Task prompt:
Copy each line of the data below in which the word "ConfigError" can be found.

+---+

use crate::model::{DbConnection, ModelManager, run_migrations};
use crate::utils::signal::shutdown_signal;
use crate::{error::AppResult, web::AppState};
use axum::Router;
use tokio::net::TcpListener;

pub mod config;
pub use config::{Config, ConfigError, ConfigResult};

pub mod auth;
pub mod error;
pub mod model;
pub mod utils;
pub mod web;

static APPLICATION_NAME: &str = "lingua";

/// Connects (lazily) to the configured database, applies migrations when enabled and builds
/// the router.
pub async fn build_server(config: &Config) -> AppResult<(AppState, Router)> {
    let (state, app) = build_server_with_pool(DbConnection::connect(config.database()), config);

    if config.database().migrate() {
        run_migrations(state.mm().connection()).await?;
    }

    Ok((state, app))
}

pub fn build_server_with_pool(db: DbConnection, config: &Config) -> (AppState, Router) {
    let state: AppState = ModelManager::new(db).into();
    let app = web::routes::build_app(state.clone(), config);
    (state, app)
}

#[tracing::instrument(skip(config))]
pub async fn setup_workers(config: &Config) -> AppResult<()> {
    let (_, app) = build_server(config).await?;
    let listener = TcpListener::bind(config.host().bindto()).await?;

    tracing::info!("axum is starting at: {}", config.host().bindto());
    if config.app().docs() {
        tracing::info!("swagger ui is served at /docs");
    }

    axum::serve(listener, app)
        .with_graceful_shutdown(shutdown_signal())
        .await?;

    tracing::info!("server stopped");
    Ok(())
}

fn setup_trace() {
    use tracing_error::ErrorLayer;
    use tracing_subscriber::{filter::EnvFilter, fmt, prelude::*};

    // load .env file for RUST_LOG, DB_* etc.
    let _ = dotenvy::dotenv();

    tracing_subscriber::registry()
        .with(fmt::layer())
        .with(EnvFilter::from_default_env())
        .with(ErrorLayer::default())
        .init();

    tracing::debug!("tracing initialized.");
}

#[tracing::instrument]
pub async fn run() -> AppResult<()> {
    setup_trace();
    let config = Config::load(cfg!(debug_assertions))?;
    setup_workers(&config).await?;
    Ok(())
}
use thiserror::Error;
use tracing::error;
use tracing_error::SpanTrace;

#[derive(Debug, Error)]
pub enum AppError {
    #[error("io error: {0}")]
    IoError(#[from] std::io::Error),
    #[error("config error: {0}")]
    ConfigError(#[from] crate::config::ConfigError),
    #[error("database error: {0}")]
    DatabaseError(#[from] crate::model::DatabaseError),
    #[error("crypt error: {0}")]
    CryptError(#[from] crate::auth::CryptError),
}

pub type AppResult<T> = std::result::Result<T, AppError>;

/// Runs `run`, and on failure logs the error and exits with status 1.
pub async fn run_with_error_handler<F, T>(run: F) -> T
where
    F: AsyncFn() -> AppResult<T>,
    T: Send + Sync,
{
    match run().await {
        Ok(value) => value,
        Err(e) => {
            default_error_handler(e);
            std::process::exit(1);
        }
    }
}

fn default_error_handler(error: AppError) {
    let span = SpanTrace::capture();
    error!("fatal: {}\n{}", render_chain(&error), span);
}

pub fn log_error<E: std::error::Error>(error: &E) {
    let span = SpanTrace::capture();
    error!("{}\n{}", render_chain(error), span);
}

/// `error: cause: cause ...`, skipping causes whose text the parent already repeats.
fn render_chain(error: &dyn std::error::Error) -> String {
    let mut rendered = error.to_string();
    let mut source = error.source();
    while let Some(cause) = source {
        let text = cause.to_string();
        if !rendered.contains(&text) {
            rendered.push_str(": ");
            rendered.push_str(&text);
        }
        source = cause.source();
    }
    rendered
}
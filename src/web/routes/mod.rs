use crate::{web::{doc::ApiDoc, AppState}, Config};
use axum::Router;
use tower_http::{cors::CorsLayer, trace::TraceLayer};
use utoipa::OpenApi;
use utoipa_swagger_ui::SwaggerUi;

pub mod flashcards;
pub mod health;
pub mod lessons;
pub mod progress;
pub mod quizzes;
pub mod user;

pub fn build_app<S: Send + Sync + Clone + 'static>(state: AppState, config: &Config) -> Router<S> {
    let mut router = Router::new()
        .merge(health::routes(state.clone()))
        .merge(user::routes(state.clone()))
        .merge(lessons::routes(state.clone()))
        .merge(quizzes::routes(state.clone()))
        .merge(flashcards::routes(state.clone()))
        .merge(progress::routes(state))
        .layer(TraceLayer::new_for_http())
        .layer(CorsLayer::very_permissive());

    if config.app().docs() {
        let openapi = ApiDoc::openapi();

        router = router.merge(SwaggerUi::new("/docs").url("/api-doc/openapi.json", openapi));
    }

    router
}
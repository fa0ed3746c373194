use serde::{Deserialize, Serialize};
use uuid::Uuid;

pub const DEFAULT_PROFICIENCY_LEVEL: &str = "beginner";
pub const DEFAULT_LEARNING_GOAL: &str = "general";

/// Every field is optional at the decoding level so a missing one can be reported by name.
#[derive(Debug, Deserialize, utoipa::ToSchema)]
pub struct RegisterRequest {
    pub username: Option<String>,
    pub password: Option<String>,
    pub email: Option<String>,
    /// Defaults to `beginner`
    pub proficiency_level: Option<String>,
    /// Defaults to `general`
    pub learning_goal: Option<String>,
}

#[derive(Debug, Serialize, Deserialize, utoipa::ToSchema)]
pub struct RegisterResponse {
    pub message: String,
    pub user_id: Uuid,
}

impl RegisterResponse {
    pub fn new(user_id: Uuid) -> Self {
        Self {
            message: String::from("User registered successfully"),
            user_id,
        }
    }
}

#[derive(Debug, Deserialize, utoipa::ToSchema)]
pub struct LoginRequest {
    pub username: Option<String>,
    pub password: Option<String>,
}

#[derive(Debug, Serialize, Deserialize, utoipa::ToSchema)]
pub struct LoginResponse {
    pub message: String,
    pub user_id: Uuid,
}

impl LoginResponse {
    pub fn new(user_id: Uuid) -> Self {
        Self {
            message: String::from("Login successful"),
            user_id,
        }
    }
}
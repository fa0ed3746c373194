use crate::model::repo::{ResourceType, ResourceTyped};
use crate::model::{ModelManager, error::DatabaseResult, repo::Repository};
use async_trait::async_trait;
use chrono::{DateTime, Utc};
use serde::{Deserialize, Serialize};
use sqlx::prelude::FromRow;
use uuid::Uuid;

#[derive(Debug, Serialize, Deserialize, FromRow, utoipa::ToSchema)]
pub struct QuizAttempt {
    id: Uuid,
    user_id: Uuid,
    quiz_id: Uuid,
    selected_answer: String,
    is_correct: bool,
    attempted_at: DateTime<Utc>,
}

impl ResourceTyped for QuizAttempt {
    fn get_resource_type() -> ResourceType {
        ResourceType::QuizAttempt
    }
}

impl QuizAttempt {
    pub fn id(&self) -> Uuid {
        self.id
    }

    pub fn user_id(&self) -> Uuid {
        self.user_id
    }

    pub fn quiz_id(&self) -> Uuid {
        self.quiz_id
    }

    pub fn selected_answer(&self) -> &str {
        &self.selected_answer
    }

    pub fn is_correct(&self) -> bool {
        self.is_correct
    }

    pub fn attempted_at(&self) -> DateTime<Utc> {
        self.attempted_at
    }
}

pub struct QuizAttemptCreate {
    pub user_id: Uuid,
    pub quiz_id: Uuid,
    pub selected_answer: String,
    pub is_correct: bool,
}

impl QuizAttemptCreate {
    pub fn new(user_id: Uuid, quiz_id: Uuid, selected_answer: String, is_correct: bool) -> Self {
        Self {
            user_id,
            quiz_id,
            selected_answer,
            is_correct,
        }
    }
}

#[async_trait]
impl Repository<QuizAttempt, QuizAttemptCreate, Uuid> for QuizAttempt {
    async fn create(mm: &ModelManager, data: QuizAttemptCreate) -> DatabaseResult<Self> {
        let row = sqlx::query_as(
            r#"
            INSERT INTO quiz_attempts (id, user_id, quiz_id, selected_answer, is_correct)
            VALUES ($1,$2,$3,$4,$5)
            RETURNING *
            "#,
        )
        .bind(Uuid::new_v4())
        .bind(data.user_id)
        .bind(data.quiz_id)
        .bind(&data.selected_answer)
        .bind(data.is_correct)
        .fetch_one(mm.executor())
        .await?;

        Ok(row)
    }

    async fn find_by_id(mm: &ModelManager, id: Uuid) -> DatabaseResult<Option<Self>> {
        let result = sqlx::query_as("SELECT * FROM quiz_attempts WHERE id = $1")
            .bind(id)
            .fetch_optional(mm.executor())
            .await?;
        Ok(result)
    }
}

impl QuizAttempt {
    pub async fn count_for_user(mm: &ModelManager, user_id: Uuid) -> DatabaseResult<i64> {
        let result: i64 =
            sqlx::query_scalar("SELECT COUNT(*) FROM quiz_attempts WHERE user_id = $1")
                .bind(user_id)
                .fetch_one(mm.executor())
                .await?;
        Ok(result)
    }

    pub async fn count_correct_for_user(mm: &ModelManager, user_id: Uuid) -> DatabaseResult<i64> {
        let result: i64 = sqlx::query_scalar(
            "SELECT COUNT(*) FROM quiz_attempts WHERE user_id = $1 AND is_correct = TRUE",
        )
        .bind(user_id)
        .fetch_one(mm.executor())
        .await?;
        Ok(result)
    }
}
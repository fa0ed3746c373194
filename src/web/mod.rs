mod error;
pub use error::{ErrorResponse, WebError, WebResult};

mod extract;
pub use extract::{JsonBody, PathParams, required};

mod state;
pub use state::AppState;

pub mod dto;

pub mod routes;

pub mod doc;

+---+

Your response:
pub use config::{Config, ConfigError, ConfigResult};
    ConfigError(#[from] crate::config::ConfigError),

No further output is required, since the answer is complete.